Thirty years after the war's end, Vietnam remains a catch-all metaphor for this nation's most troubled period in the last half-century, still evoking anger, ambiguity and resignation. While memories of the conflict recede, the war continues to affect the nation's politics, military strategy and culture.
Last week, in Kansas City, Mo., Vietnam veteran Michael Smith, 54, waited in line 90 minutes for the chance to spit on Jane Fonda. That is one side of the divide.
Earlier this month, the family of Sheldon Burnett of New Hampshire was able to bury his remains - found last year in Laos - at Arlington National Cemetery, after first learning of his disappearance 34 years ago. That is another side.
Vietnam sparked huge protests on America's college campuses. Today's college students can hardly relate.
"I really don't have any connection with it," said University of Minnesota freshman Kelsey Murphy, 19, from Lakeville, Minn. She also cannot recall whether her parents ever discussed the war. And that is yet another facet of the argument.
There are many others. The mere mention of the word Vietnam can still start an argument, and never perhaps as easily as in Washington. But those strong feelings seem to erode with time and distance. For most young Americans, in particular, Vietnam is just another grainy montage in the study of U.S. history, known to them more for the student protests and music the era spawned than for what happened on the battlefield.
McCain has lived that ambiguity and triumphed over it. A veteran celebrated for his heroic role as a prisoner of war in Hanoi, McCain said he had hoped this country had moved on. But when the issue surfaced so prominently in the 2004 presidential campaign - particularly with the attacks on Sen. John Kerry's war service - he realized it had not.
"Unfortunately in the last presidential election we found that we have not moved on at all," McCain said. "Thirty years, and it still divides us."
"The legacy is that this is still the second-most divisive conflict in the history of our country - the Civil War being the first - and unfortunately, I don't think the wounds will heal completely until those of us who fought in that time pass on. I hate to sound so pessimistic."
Yet pessimism is one of the clearest and cruelest bequests of the Vietnam era to the United States. Some experts believe it started a cycle of civic disengagement, leading to a drop-off in voting and in faith in the institutions of government.
And while Vietnam can still expose raw disagreements, Americans largely share the view that it was a mistake to wage war in the jungles of Southeast Asia. The Vietnam War ended April 30, 1975, with the fall of Saigon, now Ho Chi Minh City.
"The public looking back agrees that the war was a mistake, was not a just war," said Frank Newport, editor in chief of the Gallup Poll, which has surveyed U.S. attitudes on war for more than 50 years. "But that doesn't mean there can't be all kinds of debates about who performed honorably or not. That is a different question."
As the Democratic presidential nominee, Kerry tried to make his Vietnam combat experience a central part of his personal campaign narrative, as a measure of his credentials to be commander in chief. But instead, that set off a reexamination of his service record and his role protesting the war when he returned.
Although service in Vietnam helped to launch the political careers of Kerry, McCain and others, it by no means proved a gilded credential with voters.
Bill Clinton was elected in 1992 despite criticism that he avoided service in Vietnam. Then George W. Bush, who secured a spot in the Texas Air National Guard that almost certainly ensured he would not go to Vietnam, defeated Al Gore, who did serve, and then defeated Kerry four years later.

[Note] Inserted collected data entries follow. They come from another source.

use crate::error::{FlowError, Result};
use crate::models::{Cascade, Pattern, Scene, Settings, Size};

use super::flow_renderer::render_scene;
use super::layout_engine::{compute_layout, PositionMap};
use super::svg::render_svg;
use super::viewport::ViewportController;

/// Owns one day's flow: the input snapshot, its layout and scene, and the
/// viewport the host drives with gestures.
///
/// Data only changes through [`FlowModel::refresh`] and [`FlowModel::resize`],
/// both of which recompute the position map and scene from scratch.
#[derive(Debug, Clone)]
pub struct FlowModel {
    settings: Settings,
    canvas: Size,
    patterns: Vec<Pattern>,
    cascades: Vec<Cascade>,
    positions: PositionMap,
    scene: Scene,
    viewport: ViewportController,
    generation: u64,
}

impl FlowModel {
    /// Fails with [`FlowError::InvalidSettings`] when the settings or the
    /// canvas size would not render.
    pub fn new(settings: Settings, canvas: Size) -> Result<Self> {
        settings.validate()?;
        check_canvas(canvas)?;
        let viewport = ViewportController::new(settings.viewport.clone(), canvas);
        let scene = Scene::Empty {
            canvas,
            message: settings.render.empty_message.clone(),
        };
        Ok(Self {
            settings,
            canvas,
            patterns: Vec::new(),
            cascades: Vec::new(),
            positions: PositionMap::new(),
            scene,
            viewport,
            generation: 0,
        })
    }

    /// Replaces the snapshot wholesale. The previous layout is discarded;
    /// viewport state is left alone.
    pub fn refresh(&mut self, patterns: Vec<Pattern>, cascades: Vec<Cascade>) -> &Self {
        self.patterns = patterns;
        self.cascades = cascades;
        self.generation += 1;
        self.rebuild();
        log::info!(
            "[FlowModel] refresh #{}: {} patterns, {} cascades, {} edges drawn",
            self.generation,
            self.patterns.len(),
            self.cascades.len(),
            self.scene.edges().len()
        );
        self
    }

    /// Relays out for a new canvas. An unusable size is rejected and the
    /// current layout kept.
    pub fn resize(&mut self, canvas: Size) -> Result<()> {
        check_canvas(canvas)?;
        if canvas == self.canvas {
            return Ok(());
        }
        self.canvas = canvas;
        self.viewport.set_canvas(canvas);
        self.rebuild();
        Ok(())
    }

    fn rebuild(&mut self) {
        self.positions = compute_layout(&self.patterns, &self.cascades, self.canvas, &self.settings.layout);
        self.scene = render_scene(
            &self.positions,
            &self.patterns,
            &self.cascades,
            self.canvas,
            &self.settings.palette,
            &self.settings.layout,
            &self.settings.render,
        );
    }

    pub fn positions(&self) -> &PositionMap {
        &self.positions
    }

    pub fn scene(&self) -> &Scene {
        &self.scene
    }

    pub fn patterns(&self) -> &[Pattern] {
        &self.patterns
    }

    pub fn canvas(&self) -> Size {
        self.canvas
    }

    pub fn generation(&self) -> u64 {
        self.generation
    }

    pub fn viewport(&self) -> &ViewportController {
        &self.viewport
    }

    pub fn viewport_mut(&mut self) -> &mut ViewportController {
        &mut self.viewport
    }

    pub fn render_svg(&self) -> String {
        render_svg(&self.scene, &self.viewport.transform())
    }
}

fn check_canvas(canvas: Size) -> Result<()> {
    if canvas.is_drawable() {
        Ok(())
    } else {
        Err(FlowError::InvalidSettings(format!(
            "canvas {}x{} must be positive and finite",
            canvas.width, canvas.height
        )))
    }
}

Sen. Chuck Hagel (R., Neb.), who served in Vietnam in 1969 along with his brother, Tom, believes, unlike McCain, that most soldiers "have put it behind us. And we should."

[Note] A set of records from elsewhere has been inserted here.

use std::path::Path;

use serde::{Deserialize, Serialize};
use uuid::Uuid;

use crate::models::{DaySnapshot, Settings};
use crate::services::flow_model::FlowModel;
use crate::services::layout_engine::assign_columns;

#[derive(Debug, Clone, Serialize, Deserialize)]
pub struct PositionRecord {
    pub pattern_id: Uuid,
    pub pattern_type: String,
    pub category: String,
    pub column: usize,
    pub x: f64,
    pub y: f64,
}

pub fn load_snapshot(path: &Path) -> Result<DaySnapshot, String> {
    crate::services::snapshot_watcher::load_snapshot(path).map_err(|e| e.to_string())
}

pub fn build_model(snapshot: &DaySnapshot, settings: &Settings) -> Result<FlowModel, String> {
    let mut model = FlowModel::new(settings.clone(), settings.canvas_size()).map_err(|e| e.to_string())?;
    model.refresh(snapshot.patterns.clone(), snapshot.cascades.clone());
    Ok(model)
}

pub fn render_flow(snapshot: &DaySnapshot, settings: &Settings) -> Result<String, String> {
    let model = build_model(snapshot, settings)?;
    Ok(model.render_svg())
}

/// Positions in column order, top to bottom within each column.
pub fn compute_positions(snapshot: &DaySnapshot, settings: &Settings) -> Result<Vec<PositionRecord>, String> {
    let model = build_model(snapshot, settings)?;
    let positions = model.positions();
    let columns = assign_columns(&snapshot.patterns, &snapshot.cascades);

    let mut records = Vec::with_capacity(positions.len());
    for (column, ids) in columns.iter().enumerate() {
        for id in ids {
            let Some(pattern) = snapshot.patterns.iter().find(|p| p.id == *id) else {
                continue;
            };
            let Some(point) = positions.get(id) else {
                continue;
            };
            records.push(PositionRecord {
                pattern_id: *id,
                pattern_type: pattern.pattern_type.clone(),
                category: pattern.category.to_string(),
                column,
                x: point.x,
                y: point.y,
            });
        }
    }

    Ok(records)
}

#[cfg(test)]
mod tests {
    use super::*;
    use crate::models::{Cascade, Pattern, PatternCategory};
    use chrono::{NaiveDate, TimeZone, Utc};

    fn snapshot() -> DaySnapshot {
        let a = Pattern::new(
            "Skipped breakfast",
            PatternCategory::PhysicalSleep,
            4,
            Utc.with_ymd_and_hms(2026, 3, 14, 7, 30, 0).unwrap(),
        );
        let b = Pattern::new(
            "Irritability",
            PatternCategory::EnergyRegulation,
            6,
            Utc.with_ymd_and_hms(2026, 3, 14, 10, 0, 0).unwrap(),
        );
        let cascades = vec![Cascade::new(a.id, b.id, 0.65)];
        DaySnapshot {
            date: NaiveDate::from_ymd_opt(2026, 3, 14).unwrap(),
            patterns: vec![b, a],
            cascades,
        }
    }

    #[test]
    fn positions_are_listed_by_column() {
        let records = compute_positions(&snapshot(), &Settings::default()).unwrap();
        assert_eq!(records.len(), 2);
        assert_eq!(records[0].pattern_type, "Skipped breakfast");
        assert_eq!(records[0].column, 0);
        assert_eq!(records[1].column, 1);
        assert!(records[0].x < records[1].x);
    }

    #[test]
    fn invalid_settings_surface_as_error() {
        let mut settings = Settings::default();
        settings.canvas.width = 0.0;
        let err = render_flow(&snapshot(), &settings).unwrap_err();
        assert!(err.contains("canvas"));
    }

    #[test]
    fn render_produces_svg_document() {
        let svg = render_flow(&snapshot(), &Settings::default()).unwrap();
        assert!(svg.starts_with("<svg"));
        assert_eq!(svg.matches("class=\"pattern\"").count(), 2);
    }
}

The 2004 campaign, he said, was "more about one Vietnam veteran than it was about the war."
Beyond Washington, memories of Vietnam are kept alive largely by war memorials and POW-MIA groups.
On college campuses, Vietnam is seen through a more general lens of war, largely the stuff of academia and movies.
To Bob Herman, 68, a professor of genetics at the University of Minnesota, the legacy of Vietnam has been mostly forgotten.
"For me," he said, "it's what a big mistake the whole thing was, and I don't think we've learned a thing. Now, here we are in Iraq."